Please Note: This article is to inform your thinking, not lead it. Only you can decide the best place for your money, and any decision you make will put your money at risk. Information or data included here may have already been overtaken by events – and must be verified elsewhere – should you choose to act on it.

Thursday, November 22, 2012

Euro crisis: Major implications for investors

The euro crisis has begun to feel like an everlasting steeplechase with high hedges and water obstacles blocking the path to economic resurgence on the Continent. Each time a hurdle has been cleared another problem emerges to potentially block the track. The latest developments involve ugly anti-austerity riots across the southern tier and open rifts emerging among the creditors, most notably between the International Monetary Fund and northern nations. Despite the difficulties, I believe that ultimately the horse will pass the finish line; the Continent has too many economic bright spots to simply slip into irrelevance. The big question should be whether the monetary jockey (the euro) will be thrown off the mount before that happens. Investors should prepare for both eventualities. But while the race is ongoing, the uncertainty over the euro currency is galvanizing the push for full political union of the Eurozone and providing effective camouflage for the weakness of the world's reserve currency, the U.S. dollar.Future historians of the European Union likely will ponder how democratically elected governments of once proud empire nations willingly surrendered their sovereignty without full and open discussions. The answer lies in greed and fear. By 1950, Western Europe had been ravaged by two horrific Continental wars in 35 years and had been tossed about like a tennis ball in the Cold War match between the United States and the Soviet Union. In light of the situation, the impulse for greater European unity and cooperation was natural.

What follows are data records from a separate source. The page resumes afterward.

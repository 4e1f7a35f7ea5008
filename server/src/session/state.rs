use crate::protocol::FeeBreakdown;
use serde::{Deserialize, Serialize};
use std::time::{SystemTime, UNIX_EPOCH};
use uuid::Uuid;

/// Session ID: 32-character lowercase hex string (UUID v4, simple form)
pub type SessionId = String;

const SESSION_ID_LENGTH: usize = 32;

/// Generate a random session ID
pub fn generate_session_id() -> SessionId {
    Uuid::new_v4().simple().to_string()
}

/// Validation rules
pub fn validate_session_id(id: &str) -> bool {
    id.len() == SESSION_ID_LENGTH
        && id
            .chars()
            .all(|c| c.is_ascii_digit() || ('a'..='f').contains(&c))
}

/// Get current timestamp in milliseconds
pub fn now_millis() -> u64 {
    SystemTime::now()
        .duration_since(UNIX_EPOCH)
        .unwrap_or_default()
        .as_millis() as u64
}

/// Per-client booking state.
///
/// A default record is what a client gets on first contact. Only the flow
/// controller mutates it.
#[derive(Debug, Clone, Default, PartialEq, Serialize, Deserialize)]
pub struct SessionRecord {
    /// Homepage visits; seeds the destination autocorrect
    pub attempts: u32,
    /// Seat added to the cart, if any
    pub selected_seat: Option<String>,
    /// Fees generated for the current cart
    pub fees: Option<FeeBreakdown>,
    /// Verification attempts in the current cart cycle
    pub otp_attempts: u32,
    pub payment_completed: bool,
    pub booking_token: Option<String>,
    /// Most recent simulated failure reason
    pub error_message: Option<String>,
}
//! Fixed tables the flow draws from

use std::ops::RangeInclusive;

use crate::protocol::SeatStatus;

/// Origin used when the search form omits one
pub const DEFAULT_ORIGIN: &str = "Delhi";

/// Destination suggested for origins missing from [`DESTINATIONS`]
pub const UNKNOWN_DESTINATION: &str = "Unknown";

/// Origin to autocorrect candidates, in suggestion order
pub const DESTINATIONS: &[(&str, [&str; 3])] = &[
    (
        "Delhi",
        ["Lulla Nagar, Maharashtra", "Bhosari, Pune", "Mumbai"],
    ),
    (
        "Mumbai",
        ["Dharavi Slum Tour", "Bandra Underwater", "Delhi"],
    ),
];

pub fn destinations_for(origin: &str) -> Option<&'static [&'static str; 3]> {
    DESTINATIONS
        .iter()
        .find(|(name, _)| *name == origin)
        .map(|(_, candidates)| candidates)
}

pub const SEAT_ROWS: [char; 6] = ['A', 'B', 'C', 'D', 'E', 'F'];
pub const SEATS_PER_ROW: u32 = 14;

/// Seat that is always haunted
pub const HAUNTED_SEAT: &str = "F-13";

/// Relative draw weights for a seat's status
pub const SEAT_STATUS_WEIGHTS: [(SeatStatus, f64); 6] = [
    (SeatStatus::Available, 0.1),
    (SeatStatus::Taken, 0.3),
    (SeatStatus::MlaQuota, 0.1),
    (SeatStatus::BadVastu, 0.1),
    (SeatStatus::Cursed, 0.1),
    (SeatStatus::Vacation, 0.1),
];

/// Inclusive fee ranges
pub const BASE_FARE: RangeInclusive<u32> = 1000..=1500;
pub const CHAIR_USAGE: RangeInclusive<u32> = 100..=200;
pub const DIGITAL_INK: RangeInclusive<u32> = 50..=100;
pub const CONVENIENCE_FEE: RangeInclusive<u32> = 70..=100;
pub const CONVENIENCE_FEE_FEE: RangeInclusive<u32> = 20..=50;
pub const EMOTIONAL_DAMAGE: RangeInclusive<u32> = 150..=250;

pub const OTP_FAILURE_REASONS: [&str; 4] = [
    "OTP expired before it arrived",
    "Pigeon got lost carrying your OTP",
    "Stranger forgot to whisper the numbers",
    "Server was on chai break",
];

/// Shown on the error page when no failure was recorded
pub const FALLBACK_ERROR_MESSAGE: &str = "Unknown error";

pub const SESSION_TIMEOUT_MESSAGE: &str =
    "Your session timed out while you were deciding. Start again from the homepage.";
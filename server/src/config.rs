//! Server configuration
//!
//! Configuration is loaded from environment variables. Unset or unparseable
//! variables fall back to the defaults below.

use std::env;
use std::str::FromStr;
use std::time::Duration;

/// Main server configuration
#[derive(Debug, Clone)]
pub struct Config {
    /// Server bind address
    pub host: String,
    /// Server port
    pub port: u16,

    /// Session store configuration
    pub session: SessionConfig,

    /// Booking flow configuration
    pub flow: FlowConfig,
}

/// Session-related configuration
#[derive(Debug, Clone)]
pub struct SessionConfig {
    /// Idle time after which a session is considered expired
    pub ttl: Duration,
    /// Interval between expiry sweeps
    pub cleanup_interval: Duration,
    /// Name of the cookie carrying the session id
    pub cookie_name: String,
}

/// How strictly step preconditions are enforced
#[derive(Debug, Clone, Copy, PartialEq, Eq, Default)]
pub enum NavigationPolicy {
    /// Only the confirmation step is guarded
    #[default]
    Permissive,
    /// Every step checks that the steps it depends on were visited
    Strict,
}

impl FromStr for NavigationPolicy {
    type Err = String;

    fn from_str(s: &str) -> Result<Self, Self::Err> {
        match s.trim().to_lowercase().as_str() {
            "permissive" => Ok(Self::Permissive),
            "strict" => Ok(Self::Strict),
            other => Err(format!("unknown navigation policy: {}", other)),
        }
    }
}

/// Booking flow configuration
#[derive(Debug, Clone)]
pub struct FlowConfig {
    /// Artificial delay applied to every search
    pub search_delay: Duration,
    /// Verification attempt number that finally succeeds
    pub otp_success_attempt: u32,
    /// Step precondition enforcement
    pub navigation: NavigationPolicy,
}

impl Default for Config {
    fn default() -> Self {
        Self {
            host: "0.0.0.0".to_string(),
            port: 8080,
            session: SessionConfig::default(),
            flow: FlowConfig::default(),
        }
    }
}

impl Default for SessionConfig {
    fn default() -> Self {
        Self {
            ttl: Duration::from_secs(30 * 60), // 30 minutes
            cleanup_interval: Duration::from_secs(60),
            cookie_name: "detour_session".to_string(),
        }
    }
}

impl Default for FlowConfig {
    fn default() -> Self {
        Self {
            search_delay: Duration::from_secs(2),
            otp_success_attempt: 4,
            navigation: NavigationPolicy::Permissive,
        }
    }
}

impl Config {
    /// Load configuration from environment variables
    pub fn from_env() -> Self {
        let mut config = Self::default();

        // Server config
        if let Ok(host) = env::var("HOST") {
            config.host = host;
        }
        if let Ok(port) = env::var("PORT")
            && let Ok(p) = port.parse()
        {
            config.port = p;
        }

        // Session config
        if let Ok(val) = env::var("SESSION_TTL_MINS")
            && let Ok(mins) = val.parse::<u64>()
        {
            config.session.ttl = Duration::from_secs(mins * 60);
        }
        if let Ok(val) = env::var("SESSION_CLEANUP_INTERVAL_SECS")
            && let Ok(secs) = val.parse::<u64>()
            && secs > 0
        {
            config.session.cleanup_interval = Duration::from_secs(secs);
        }
        if let Ok(name) = env::var("SESSION_COOKIE_NAME")
            && !name.is_empty()
        {
            config.session.cookie_name = name;
        }

        // Flow config
        if let Ok(val) = env::var("SEARCH_DELAY_MS")
            && let Ok(ms) = val.parse::<u64>()
        {
            config.flow.search_delay = Duration::from_millis(ms);
        }
        if let Ok(val) = env::var("OTP_SUCCESS_ATTEMPT")
            && let Ok(n) = val.parse::<u32>()
            && n > 0
        {
            config.flow.otp_success_attempt = n;
        }
        if let Ok(val) = env::var("NAVIGATION_POLICY") {
            match val.parse() {
                Ok(policy) => config.flow.navigation = policy,
                Err(e) => tracing::warn!("Ignoring NAVIGATION_POLICY: {}", e),
            }
        }

        config
    }
}
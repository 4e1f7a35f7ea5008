//! View documents returned by each step of the booking flow

pub mod views;

pub use views::*;
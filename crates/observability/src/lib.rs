//! Tracing and logging (shared setup).

/// Initialize process-wide observability (tracing/logging).
///
/// This is safe to call multiple times; subsequent calls become no-ops.
pub fn init() {
    tracing::init();
}

/// Tracing configuration (filters, output format).
pub mod tracing;
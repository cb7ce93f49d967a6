//! Warehouse service: validation, store calls, and the sale pipeline.
//!
//! ## Sale Flow
//!
//! ```text
//! sell_product(product_id)
//!   ↓
//! 1. Begin a sale transaction
//!   ↓
//! 2. Resolve the bill of materials (unknown product -> ProductNotFound)
//!   ↓
//! 3. Consolidate duplicate lines, ascending article id
//!   ↓
//! 4. Conditionally decrement every line (first shortfall -> ProductStockFinished)
//!   ↓
//! 5. Commit, or roll back on any failure
//! ```
//!
//! Every operation runs under an [`OperationContext`]. An interrupted operation
//! drops its in-flight future, which discards any open transaction. Steps 1-4 of
//! a sale are interruptible; the commit in step 5 always runs to completion.

use chrono::Utc;
use thiserror::Error;
use tracing::instrument;

use warehouse_core::{ArticleId, DomainError, ProductId};
use warehouse_inventory::{consolidate, Article, BomLine, Product, ProductWithStock, Sale};

use crate::context::{Interrupted, OperationContext};
use crate::store::{SaleTransaction, StoreError, WarehouseStore};

/// Coarse classification used by adapters to pick a response.
#[derive(Debug, Clone, Copy, PartialEq, Eq)]
pub enum ErrorKind {
    NotFound,
    PreconditionFailed,
    ValidationFailure,
    WriteFailure,
    Cancelled,
}

#[derive(Debug, Clone, PartialEq, Eq, Error)]
pub enum WarehouseError {
    #[error("article not found: {0}")]
    ArticleNotFound(ArticleId),

    #[error("product not found: {0}")]
    ProductNotFound(ProductId),

    #[error("product {0} is out of stock")]
    ProductStockFinished(ProductId),

    #[error("invalid input: {0}")]
    Validation(String),

    #[error(transparent)]
    Store(StoreError),

    #[error("operation {0} was cancelled")]
    Cancelled(&'static str),

    #[error("operation {0} exceeded its deadline")]
    DeadlineExceeded(&'static str),
}

impl WarehouseError {
    pub fn kind(&self) -> ErrorKind {
        match self {
            Self::ArticleNotFound(_) | Self::ProductNotFound(_) => ErrorKind::NotFound,
            Self::ProductStockFinished(_) => ErrorKind::PreconditionFailed,
            Self::Validation(_) => ErrorKind::ValidationFailure,
            Self::Store(_) => ErrorKind::WriteFailure,
            Self::Cancelled(_) | Self::DeadlineExceeded(_) => ErrorKind::Cancelled,
        }
    }
}

impl From<DomainError> for WarehouseError {
    fn from(value: DomainError) -> Self {
        match value {
            DomainError::Validation(msg)
            | DomainError::InvariantViolation(msg)
            | DomainError::InvalidId(msg) => Self::Validation(msg),
        }
    }
}

impl From<StoreError> for WarehouseError {
    fn from(value: StoreError) -> Self {
        match value {
            StoreError::ArticleNotFound(id) => Self::ArticleNotFound(id),
            other => Self::Store(other),
        }
    }
}

impl From<Interrupted> for WarehouseError {
    fn from(value: Interrupted) -> Self {
        match value {
            Interrupted::Cancelled(op) => Self::Cancelled(op),
            Interrupted::DeadlineExceeded(op) => Self::DeadlineExceeded(op),
        }
    }
}

/// Application façade over a [`WarehouseStore`].
#[derive(Debug, Clone)]
pub struct WarehouseService<S> {
    store: S,
}

impl<S> WarehouseService<S>
where
    S: WarehouseStore,
{
    pub fn new(store: S) -> Self {
        Self { store }
    }

    pub fn store(&self) -> &S {
        &self.store
    }

    /// Create or overwrite articles by id. All-or-nothing.
    #[instrument(skip(self, ctx, articles), fields(article_count = articles.len()), err)]
    pub async fn upsert_articles(
        &self,
        ctx: &OperationContext,
        articles: &[Article],
    ) -> Result<(), WarehouseError> {
        for article in articles {
            article.validate()?;
        }
        ctx.run(
            "upsert_articles",
            self.store.create_or_update_articles(articles),
        )
        .await??;
        Ok(())
    }

    /// Create or overwrite products, replacing each bill of materials.
    ///
    /// Any unknown article in the batch fails the whole batch with
    /// [`WarehouseError::ArticleNotFound`].
    #[instrument(skip(self, ctx, products), fields(product_count = products.len()), err)]
    pub async fn upsert_products(
        &self,
        ctx: &OperationContext,
        products: &[Product],
    ) -> Result<(), WarehouseError> {
        for product in products {
            product.validate()?;
        }
        ctx.run(
            "upsert_products",
            self.store.create_or_update_products(products),
        )
        .await??;
        Ok(())
    }

    /// Every product with the units currently assemblable from stock.
    #[instrument(skip(self, ctx), err)]
    pub async fn list_products_with_stock(
        &self,
        ctx: &OperationContext,
    ) -> Result<Vec<ProductWithStock>, WarehouseError> {
        Ok(ctx
            .run("list_products_with_stock", self.store.get_all_products())
            .await??)
    }

    #[instrument(skip(self, ctx), fields(article_id = %id), err)]
    pub async fn get_article(
        &self,
        ctx: &OperationContext,
        id: &ArticleId,
    ) -> Result<Article, WarehouseError> {
        ctx.run("get_article", self.store.get_article(id))
            .await??
            .ok_or_else(|| WarehouseError::ArticleNotFound(id.clone()))
    }

    #[instrument(skip(self, ctx), err)]
    pub async fn list_articles(
        &self,
        ctx: &OperationContext,
    ) -> Result<Vec<Article>, WarehouseError> {
        Ok(ctx.run("list_articles", self.store.list_articles()).await??)
    }

    /// Sell one unit of `product_id`.
    ///
    /// Either every article of the bill of materials is decremented or none is.
    /// Concurrent sales never drive any article below zero.
    #[instrument(skip(self, ctx), fields(product_id = %product_id), err)]
    pub async fn sell_product(
        &self,
        ctx: &OperationContext,
        product_id: &ProductId,
    ) -> Result<Sale, WarehouseError> {
        if product_id.as_str().trim().is_empty() {
            return Err(WarehouseError::Validation(
                "product id cannot be empty".to_string(),
            ));
        }
        let (mut tx, consumed) = ctx
            .run("sell_product", self.stage_sale(product_id))
            .await??;

        // Not raced against `ctx`: a COMMIT already sent may have applied.
        tx.commit().await?;
        tracing::info!(product_id = %product_id, lines = consumed.len(), "product sold");
        Ok(Sale {
            product_id: product_id.clone(),
            consumed,
            sold_at: Utc::now(),
        })
    }

    /// Begin a sale and decrement every line, leaving the transaction uncommitted.
    ///
    /// Rolls back before returning an error.
    async fn stage_sale(
        &self,
        product_id: &ProductId,
    ) -> Result<(Box<dyn SaleTransaction>, Vec<BomLine>), WarehouseError> {
        let mut tx = self.store.begin_sale().await?;

        match consume_bill_of_materials(tx.as_mut(), product_id).await {
            Ok(consumed) => Ok((tx, consumed)),
            Err(err) => {
                if let Err(rollback_err) = tx.rollback().await {
                    tracing::warn!(
                        product_id = %product_id,
                        error = %rollback_err,
                        "rollback after failed sale did not complete"
                    );
                }
                Err(err)
            }
        }
    }

    /// Readiness probe.
    pub async fn ping(&self, ctx: &OperationContext) -> Result<(), WarehouseError> {
        Ok(ctx.run("ping", self.store.ping()).await??)
    }

    pub async fn close(&self) {
        self.store.close().await;
    }
}

async fn consume_bill_of_materials(
    tx: &mut dyn SaleTransaction,
    product_id: &ProductId,
) -> Result<Vec<BomLine>, WarehouseError> {
    let bom = tx
        .bill_of_materials(product_id)
        .await?
        .ok_or_else(|| WarehouseError::ProductNotFound(product_id.clone()))?;

    let lines = consolidate(&bom)?;
    if lines.is_empty() {
        return Err(WarehouseError::ProductStockFinished(product_id.clone()));
    }

    for line in &lines {
        if !tx
            .decrement_stock_if_available(&line.article_id, line.amount)
            .await?
        {
            tracing::debug!(
                product_id = %product_id,
                article_id = %line.article_id,
                amount = line.amount,
                "insufficient stock"
            );
            return Err(WarehouseError::ProductStockFinished(product_id.clone()));
        }
    }

    Ok(lines)
}

#[cfg(test)]
mod tests {
    use super::*;

    #[test]
    fn store_article_not_found_maps_to_not_found() {
        let err: WarehouseError = StoreError::ArticleNotFound("9".into()).into();
        assert_eq!(err, WarehouseError::ArticleNotFound("9".into()));
        assert_eq!(err.kind(), ErrorKind::NotFound);
    }

    #[test]
    fn database_failure_is_a_write_failure() {
        let err: WarehouseError = StoreError::database("upsert_article", "boom").into();
        assert_eq!(err.kind(), ErrorKind::WriteFailure);
    }

    #[test]
    fn domain_errors_are_validation_failures() {
        let err: WarehouseError = DomainError::invalid_id("empty").into();
        assert_eq!(err.kind(), ErrorKind::ValidationFailure);
    }

    #[test]
    fn interruptions_keep_their_operation() {
        let err: WarehouseError = Interrupted::DeadlineExceeded("sell_product").into();
        assert_eq!(err, WarehouseError::DeadlineExceeded("sell_product"));
        assert_eq!(err.kind(), ErrorKind::Cancelled);
    }

    #[test]
    fn stock_finished_is_a_precondition_failure() {
        let err = WarehouseError::ProductStockFinished("p".into());
        assert_eq!(err.kind(), ErrorKind::PreconditionFailed);
    }
}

The key founders of a united Europe were France and Germany. The French sought security by attaching themselves to Germany, while the Germans saw an opportunity for the political hegemony that the two wars could not deliver. But had the idea of European Union been originally presented as a means to empower Germany, few European peoples would have accepted it, least of all the British.

To that end, Jean Monet, one of the early architects of the Union, is alleged to have said, "Europe's nations should be guided towards the superstate without their people understanding what is happening. This can be accomplished by successive steps each designed as having an economic purpose, but which will inevitably and irreversibly lead to political union." He suggested patience in waiting for "opportunities" to progress the idea. As a Member of the UK Parliament, I witnessed such deception first hand.

Gradually, the innocent sounding European Coal and Steel Community (EC&SC) evolved into the European Common Market (ECM), European Economic Community (EEC), the European Community (EC) and now the European Union (EU), a budding superstate, dominated by Germany.

In perhaps one of the most foolhardy moves in recent decades, the euro currency was launched in 1999, long before the political or fiscal unification had taken hold in earnest. In retrospect, the creation of a currency in the absence of a unified state with coordinated fiscal policies seems doomed to failure. And failing it appears to be.

With each stumbling block, the invariable solution offered has been increased political integration and austerity. On November 7th, German Chancellor Angela Merkel flew to London apparently to 'persuade', if not compel, Prime Minister Cameron to tone down or delay his objections to increased EU budget expenditures. She felt so confident that, for the first time, she exposed the covert plans for the European Superstate.

According to the UK Telegraph, Merkel said, "Of course, the [unelected] European Commission will one day become a government, the [unelected] European Council a second chamber and the European Parliament [which currently has no effective power] will have more powers."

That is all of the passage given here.